MATLABGUI之插补//逐点比较法、数字积分发DDA的直线、圆弧插补源代码资源包)-VB文档类资源-CSDN文库
一、逐点比较法直线插补
基本原理:
在刀具按要求轨迹运动加工零件轮廓的过程中,不断比较刀具与被加工零件轮廓之间的相对位置,并根据比较结果决定下一步的进给方向,使刀具向减小偏差的方向进给(始终只有一个方向)。
一般地,逐点比较法插补过程有四个处理节拍,如图所示:
实现效果:全象限、任意脉冲当量的插补,且会自动得出分别向X轴、Y轴方向的进给总次数,效果如图:
实现代码:(此处代码仅为GUI里调用的插补函数部分,也即“chabu()”,参考网上已有代码修改,GUI部分过长,一并放入资源中供下载)
function [res_x,res_y] = chabu(start_x,start_y,current_x,current_y,end_x,end_y,step_x,step_y)
%
% Take step_x and step_y as the step values in the horizontal and vertical directions,
% then use the point by point comparison method to return the linear interpolation
% from point (start_x, start_y) to point (end_x, end_y)
%
% 以step_x,step_y为横纵方向步进值,逐点比较法返回从点(start_x,start_y)到点(end_x,end_y)的直线插值
%
% 输入参数(start_x, start_y):开始点横纵坐标
% 输入参数(end_x, end_y):结束点横纵坐标
% 输入参数(current_x,current_y):刀具或绘笔图目前所在的位置
% 输出参数step_x,step_y:刀具或绘笔图的步进值
% 输出参数(res_x,res_y):刀具或绘笔图的轨迹
%
% 常用调用方式:
% [res_x,res_y] = PBPC_Linear_Interpolation(start_x,start_y,current_x,current_y,end_x,end_y,step_x,step_y)
if start_x == end_x
res_x = [];
res_y = [];
res_x(1) = start_x;
res_y(1) = start_y;
counter = 2;
if end_y >= start_y
while(1)
if current_x >= end_x-step_x/2 && current_x <= end_x+step_x/2 && ...

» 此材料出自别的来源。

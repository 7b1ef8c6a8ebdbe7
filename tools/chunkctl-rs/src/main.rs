// chunkctl - ChunkStor 控制 CLI
//
// mount/umount 校验并干净地开合一个卷; serve 挂载后跑 chunk 服务
// 直到 SIGINT; test 跑自检场景。退出码 0 成功, 否则错误编码。

use chunkstor_core::{
    Client, Error, Guid, MemDevice, Service, Volume, CHUNK_SIZE, PAGE_SIZE,
};
use clap::{Parser, Subcommand};
use colored::Colorize;
use std::process::exit;
use std::sync::atomic::{AtomicBool, Ordering};
use std::sync::Arc;
use std::time::Duration;

// ============ 命令行参数 ============

#[derive(Parser)]
#[command(name = "chunkctl")]
#[command(about = "ChunkStor control CLI", version = "1.0.0")]
struct Args {
    #[command(subcommand)]
    command: Command,
}

#[derive(Subcommand)]
enum Command {
    /// Mount a volume (prints its GUID), then shut it down cleanly
    Mount {
        /// Device or image path
        device: String,
        /// Format before mounting
        #[arg(short, long)]
        format: bool,
    },
    /// Replay the journal and shut the volume down cleanly
    Umount {
        device: String,
    },
    /// Mount a volume and run the chunk server until interrupted
    Serve {
        device: String,
        host: String,
        port: u16,
    },
    /// Run a self-test (1 = chunk round-trip, 2 = crash replay, 3 = concurrency)
    Test {
        device: String,
        test_id: u32,
    },
}

static INTERRUPTED: AtomicBool = AtomicBool::new(false);

extern "C" fn on_sigint(_sig: libc::c_int) {
    INTERRUPTED.store(true, Ordering::Release);
}

fn main() {
    env_logger::init();
    let args = Args::parse();

    let outcome = match args.command {
        Command::Mount { device, format } => cmd_mount(&device, format),
        Command::Umount { device } => cmd_umount(&device),
        Command::Serve { device, host, port } => cmd_serve(&device, &host, port),
        Command::Test { device, test_id } => cmd_test(&device, test_id),
    };

    match outcome {
        Ok(()) => exit(0),
        Err(err) => {
            eprintln!("{} {}", "chunkctl:".bright_red(), err);
            exit(err.code() as i32);
        }
    }
}

// ============ 子命令 ============

fn cmd_mount(device: &str, format: bool) -> std::result::Result<(), Error> {
    let service = Service::new();
    let volume_id = service.mount(device, format, PAGE_SIZE as u64)?;
    println!("{}", volume_id);
    service.unmount_by_name(device)?;
    Ok(())
}

fn cmd_umount(device: &str) -> std::result::Result<(), Error> {
    let service = Service::new();
    service.mount(device, false, PAGE_SIZE as u64)?;
    service.unmount_by_name(device)?;
    println!("{} {}", device, "clean".bright_green());
    Ok(())
}

fn cmd_serve(device: &str, host: &str, port: u16) -> std::result::Result<(), Error> {
    let handler = on_sigint as extern "C" fn(libc::c_int) as libc::sighandler_t;
    unsafe {
        libc::signal(libc::SIGINT, handler);
        libc::signal(libc::SIGTERM, handler);
    }

    let service = Service::new();
    let volume_id = service.mount(device, false, PAGE_SIZE as u64)?;
    let bound = service.start_server(host, port)?;
    ping_server(host, bound)?;
    println!(
        "serving volume {} on {}:{} (ctrl-c to stop)",
        volume_id.to_string().bright_cyan(),
        host,
        bound
    );

    while !INTERRUPTED.load(Ordering::Acquire) {
        std::thread::sleep(Duration::from_millis(100));
    }

    println!("\nshutting down...");
    service.shutdown();
    Ok(())
}

fn cmd_test(device: &str, test_id: u32) -> std::result::Result<(), Error> {
    match test_id {
        1 => test_chunk_roundtrip(device),
        2 => test_crash_replay(),
        3 => test_concurrency(device),
        _ => Err(Error::InvalidValue),
    }
}

// ============ 自检场景 ============

/// chunk 创建/写/读/删一个来回
fn test_chunk_roundtrip(device: &str) -> std::result::Result<(), Error> {
    let service = Service::new();
    service.mount(device, false, PAGE_SIZE as u64)?;

    let id = Guid::generate();
    let data = vec![0xA5u8; CHUNK_SIZE];
    service.chunk_create(id)?;
    service.chunk_write(id, &data)?;

    let mut out = vec![0u8; CHUNK_SIZE];
    service.chunk_read(id, &mut out)?;
    if out != data {
        service.shutdown();
        return Err(Error::DataCorrupt);
    }
    service.chunk_delete(id)?;
    service.shutdown();
    println!("{}", "test 1: chunk round-trip ok".bright_green());
    Ok(())
}

/// 内存卷上模拟掉电: 提交后冻结字节, 重新加载验证重放
fn test_crash_replay() -> std::result::Result<(), Error> {
    let mem = Arc::new(MemDevice::new(64 * 1024 * 1024));
    let volume = Volume::with_device("memtest", mem.clone());
    volume.format(PAGE_SIZE as u64)?;
    volume.load()?;

    let id = Guid::generate();
    let data = vec![0x5Eu8; CHUNK_SIZE];
    volume.chunk_create(id)?;
    volume.chunk_write(id, &data)?;

    // 不 unmount, 直接冻结
    let crashed = Arc::new(mem.snapshot());
    let volume2 = Volume::with_device("memtest2", crashed);
    volume2.load()?;

    let mut out = vec![0u8; CHUNK_SIZE];
    volume2.chunk_read(id, &mut out)?;
    volume2.unmount()?;
    volume.unmount()?;
    if out != data {
        return Err(Error::DataCorrupt);
    }
    println!("{}", "test 2: crash replay ok".bright_green());
    Ok(())
}

/// 并发写不同 chunk, 全部成功且能读回
fn test_concurrency(device: &str) -> std::result::Result<(), Error> {
    let service = Service::new();
    service.mount(device, false, PAGE_SIZE as u64)?;

    let ids: Vec<Guid> = (0..8).map(|_| Guid::generate()).collect();
    for id in &ids {
        service.chunk_create(*id)?;
    }

    let mut handles = Vec::new();
    for (i, id) in ids.iter().enumerate() {
        let service = Arc::clone(&service);
        let id = *id;
        handles.push(std::thread::spawn(move || {
            service.chunk_write(id, &vec![i as u8 + 1; CHUNK_SIZE])
        }));
    }
    for handle in handles {
        match handle.join() {
            Ok(result) => result?,
            Err(_) => {
                service.shutdown();
                return Err(Error::NotExecuted);
            }
        }
    }

    for (i, id) in ids.iter().enumerate() {
        let mut out = vec![0u8; CHUNK_SIZE];
        service.chunk_read(*id, &mut out)?;
        if out != vec![i as u8 + 1; CHUNK_SIZE] {
            service.shutdown();
            return Err(Error::DataCorrupt);
        }
    }

    for id in &ids {
        service.chunk_delete(*id)?;
    }
    service.shutdown();
    println!("{}", "test 3: concurrency ok".bright_green());
    Ok(())
}

/// 起服后的自我握手
fn ping_server(host: &str, port: u16) -> std::result::Result<(), Error> {
    let mut client = Client::connect(host, port)?;
    let reply = client.ping(b"chunkctl")?;
    if reply != b"chunkctl" {
        return Err(Error::DataCorrupt);
    }
    Ok(())
}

current_y >= end_y-step_y/2 && current_y <= end_y+step_y/2
break
end
current_y = current_y+step_y;
res_x(1,counter) = current_x;
res_y(1,counter) = current_y;
counter = counter+1;
end
else
while(1)
if current_x >= end_x-step_x/2 && current_x <= end_x+step_x/2 && ...
current_y >= end_y-step_y/2 && current_y <= end_y+step_y/2
break
end
current_y = current_y-step_y;
res_x(1,counter) = current_x;
res_y(1,counter) = current_y;
counter = counter+1;
end
end
end
if start_y == end_y
res_x = [];
res_y = [];
res_x(1) = start_x;
res_y(1) = start_y;
counter = 2;
if end_x >= start_x
while(1)
if current_x >= end_x-step_x/2 && current_x <= end_x+step_x/2 && ...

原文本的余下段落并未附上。